*** Opening of Supplied data ***

// Geometry calculation for new FAT volumes
// Picks sectors/cluster and settles the FAT size against the cluster count

use fatkit_core::{FatError, FatVariant};
use log::{debug, info};
use super::constants::*;

/// Upper bound on FAT-size recomputation passes.
pub const MAX_CONVERGENCE_PASSES: usize = 16;

const FAT16_CLUSTER_CANDIDATES: &[u8] = &[1, 2, 4, 8, 16, 32, 64];
const FAT32_CLUSTER_CANDIDATES: &[u8] = &[1, 2, 4, 8, 16, 32, 64, 128];

/// Layout of a volume, fixed once calculated.
#[derive(Debug, Clone, PartialEq, Eq)]
pub struct VolumeGeometry {
    pub variant: FatVariant,
    pub bytes_per_sector: u16,
    pub sectors_per_cluster: u8,
    pub reserved_sectors: u16,
    pub num_fats: u8,
    pub sectors_per_fat: u32,
    pub total_sectors: u64,
    /// 0 for FAT32
    pub root_entries: u16,
    /// Only meaningful for FAT32
    pub root_cluster: u32,
    pub media_descriptor: u8,
    pub cluster_count: u32,
}

impl VolumeGeometry {
    pub fn root_dir_sectors(&self) -> u32 {
        let bps = self.bytes_per_sector as u32;
        (self.root_entries as u32 * DIR_ENTRY_SIZE as u32 + bps - 1) / bps
    }

    pub fn fat_start_sector(&self) -> u64 {
        self.reserved_sectors as u64
    }

    pub fn root_dir_start_sector(&self) -> u64 {
        self.fat_start_sector() + self.num_fats as u64 * self.sectors_per_fat as u64
    }

    pub fn data_start_sector(&self) -> u64 {
        self.root_dir_start_sector() + self.root_dir_sectors() as u64
    }

    pub fn data_sectors(&self) -> u64 {
        self.total_sectors.saturating_sub(self.data_start_sector())
    }

    pub fn bytes_per_cluster(&self) -> u32 {
        self.bytes_per_sector as u32 * self.sectors_per_cluster as u32
    }

    pub fn total_bytes(&self) -> u64 {
        self.total_sectors * self.bytes_per_sector as u64
    }

    /// Check the invariants every formatted volume must satisfy.
    pub fn validate(&self) -> Result<(), String> {
        let overhead = self.data_start_sector();
        if overhead > self.total_sectors {
            return Err(format!(
                "system area of {} sectors exceeds the {} sector volume",
                overhead, self.total_sectors
            ));
        }
        let data_sectors = self.total_sectors - overhead;
        debug_assert_eq!(
            self.reserved_sectors as u64
                + self.num_fats as u64 * self.sectors_per_fat as u64
                + self.root_dir_sectors() as u64
                + data_sectors,
            self.total_sectors
        );

        let clusters = data_sectors / self.sectors_per_cluster as u64;
        if clusters != self.cluster_count as u64 {
            return Err(format!(
                "cluster count {} does not match the {} data sectors",
                self.cluster_count, data_sectors
            ));
        }

        let (min, max) = self.variant.cluster_range();
        if self.cluster_count < min || self.cluster_count > max {
            return Err(format!(
                "{} clusters is outside the {} range {}..={}",
                self.cluster_count, self.variant, min, max
            ));
        }

        let needed = self.variant.table_bytes(self.cluster_count as u64 + 2);
        let available = self.sectors_per_fat as u64 * self.bytes_per_sector as u64;
        if needed > available {
            return Err(format!(
                "a FAT of {} sectors cannot hold {} clusters",
                self.sectors_per_fat, self.cluster_count
            ));
        }
        Ok(())
    }
}

struct VariantLayout {
    reserved_sectors: u16,
    root_entries: u16,
    root_cluster: u32,
    candidates: &'static [u8],
}

fn layout_for(variant: FatVariant) -> Option<VariantLayout> {
    match variant {
        FatVariant::Fat16 => Some(VariantLayout {
            reserved_sectors: FAT16_RESERVED_SECTORS,
            root_entries: FAT16_ROOT_ENTRIES,
            root_cluster: 0,
            candidates: FAT16_CLUSTER_CANDIDATES,
        }),
        FatVariant::Fat32 => Some(VariantLayout {
            reserved_sectors: FAT32_RESERVED_SECTORS,
            root_entries: 0,
            root_cluster: FAT32_ROOT_CLUSTER,
            candidates: FAT32_CLUSTER_CANDIDATES,
        }),
        FatVariant::Fat12 => None,
    }
}

/// Calculate the geometry of a new `variant` volume of `size_mb` MiB.
///
/// The smallest sectors/cluster whose settled cluster count is valid for the
/// variant wins.
pub fn calculate_geometry(variant: FatVariant, size_mb: u32) -> Result<VolumeGeometry, FatError> {
    calculate_geometry_with(variant, size_mb, MAX_CONVERGENCE_PASSES)
}

fn calculate_geometry_with(variant: FatVariant, size_mb: u32, max_passes: usize) -> Result<VolumeGeometry, FatError> {
    let layout = layout_for(variant)
        .ok_or_else(|| FatError::geometry(variant, size_mb, "formatting is not supported for this variant"))?;

    if size_mb == 0 {
        return Err(FatError::geometry(variant, size_mb, "capacity must be at least 1 MiB"));
    }

    let total_sectors = size_mb as u64 * 1024 * 1024 / SECTOR_SIZE as u64;
    if total_sectors > u32::MAX as u64 {
        return Err(FatError::geometry(
            variant,
            size_mb,
            format!("{} sectors do not fit the 32-bit sector count", total_sectors),
        ));
    }

    let root_dir_sectors =
        (layout.root_entries as u64 * DIR_ENTRY_SIZE as u64 + SECTOR_SIZE as u64 - 1) / SECTOR_SIZE as u64;
    let fixed_sectors = layout.reserved_sectors as u64 + root_dir_sectors;
    let (min, max) = variant.cluster_range();

    let mut last_reason = String::from("no candidate cluster size");
    for &spc in layout.candidates {
        let (sectors_per_fat, cluster_count) = match settle_fat_size(variant, total_sectors, fixed_sectors, spc, max_passes) {
            Ok(settled) => settled,
            Err(reason) => {
                last_reason = reason;
                continue;
            }
        };

        if (cluster_count as u64) < min as u64 || cluster_count as u64 > max as u64 {
            debug!(
                "{}: {} sectors/cluster gives {} clusters, outside {}..={}",
                variant, spc, cluster_count, min, max
            );
            last_reason = format!("{} sectors/cluster gives {} clusters", spc, cluster_count);
            continue;
        }

        let geometry = VolumeGeometry {
            variant,
            bytes_per_sector: STANDARD_BYTES_PER_SECTOR,
            sectors_per_cluster: spc,
            reserved_sectors: layout.reserved_sectors,
            num_fats: NUM_FATS,
            sectors_per_fat: sectors_per_fat as u32,
            total_sectors,
            root_entries: layout.root_entries,
            root_cluster: layout.root_cluster,
            media_descriptor: MEDIA_FIXED,
            cluster_count: cluster_count as u32,
        };
        geometry
            .validate()
            .map_err(|reason| FatError::geometry(variant, size_mb, reason))?;

        info!(
            "{} geometry: {} MiB, {} sectors, {} sectors/cluster, {} clusters, {} sectors/FAT",
            variant, size_mb, total_sectors, spc, cluster_count, sectors_per_fat
        );
        return Ok(geometry);
    }

    Err(FatError::geometry(
        variant,
        size_mb,
        format!(
            "no sectors/cluster in {:?} yields {}..={} clusters (last: {})",
            layout.candidates, min, max, last_reason
        ),
    ))
}

/// Fixed-point search for the FAT size.
///
/// The FAT size depends on the cluster count and the cluster count on the
/// FAT size. The first estimate ignores the FATs entirely; each pass then
/// recomputes.
fn settle_fat_size(
    variant: FatVariant,
    total_sectors: u64,
    fixed_sectors: u64,
    sectors_per_cluster: u8,
    max_passes: usize,
) -> Result<(u64, u64), String> {
    if fixed_sectors >= total_sectors {
        return Err(format!(
            "reserved and root directory regions need {} of {} sectors",
            fixed_sectors, total_sectors
        ));
    }

    let clusters_for = |sectors_per_fat: u64| -> u64 {
        total_sectors.saturating_sub(fixed_sectors + NUM_FATS as u64 * sectors_per_fat)
            / sectors_per_cluster as u64
    };
    let fat_size_for = |clusters: u64| -> u64 {
        let bytes = variant.table_bytes(clusters + 2);
        (bytes + SECTOR_SIZE as u64 - 1) / SECTOR_SIZE as u64
    };

    let start = fat_size_for(clusters_for(0));
    let (sectors_per_fat, passes) =
        settle_fixed_point(start, max_passes, |spf| fat_size_for(clusters_for(spf))).ok_or_else(|| {
            format!(
                "FAT size did not settle within {} passes ({} sectors/cluster)",
                max_passes, sectors_per_cluster
            )
        })?;

    debug!(
        "{}: FAT size settled at {} sectors after {} passes ({} sectors/cluster)",
        variant, sectors_per_fat, passes, sectors_per_cluster
    );
    Ok((sectors_per_fat, clusters_for(sectors_per_fat)))
}

/// Apply `step` from `start` until it returns its input or flips back to the
/// value before. Of a flipping pair the larger wins, since only it covers
/// every cluster. `None` once `max_passes` run out.
fn settle_fixed_point(start: u64, max_passes: usize, step: impl Fn(u64) -> u64) -> Option<(u64, usize)> {
    let mut current = start;
    let mut previous = None;
    for pass in 1..=max_passes {
        let next = step(current);
        if next == current || previous == Some(next) {
            return Some((current.max(next), pass));
        }
        previous = Some(current);
        current = next;
    }
    None
}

*** Close of Supplied data ***

- Problem details -
Only the lines above from the one with "if fixed_sectors >= total_sectors" up to and including the one with "let (sectors_per_fat, passes)" should be repeated, exactly as written.

- Answer section -
    if fixed_sectors >= total_sectors {
        return Err(format!(
            "reserved and root directory regions need {} of {} sectors",
            fixed_sectors, total_sectors
        ));
    }

    let clusters_for = |sectors_per_fat: u64| -> u64 {
        total_sectors.saturating_sub(fixed_sectors + NUM_FATS as u64 * sectors_per_fat)
            / sectors_per_cluster as u64
    };
    let fat_size_for = |clusters: u64| -> u64 {
        let bytes = variant.table_bytes(clusters + 2);
        (bytes + SECTOR_SIZE as u64 - 1) / SECTOR_SIZE as u64
    };

    let start = fat_size_for(clusters_for(0));
    let (sectors_per_fat, passes) =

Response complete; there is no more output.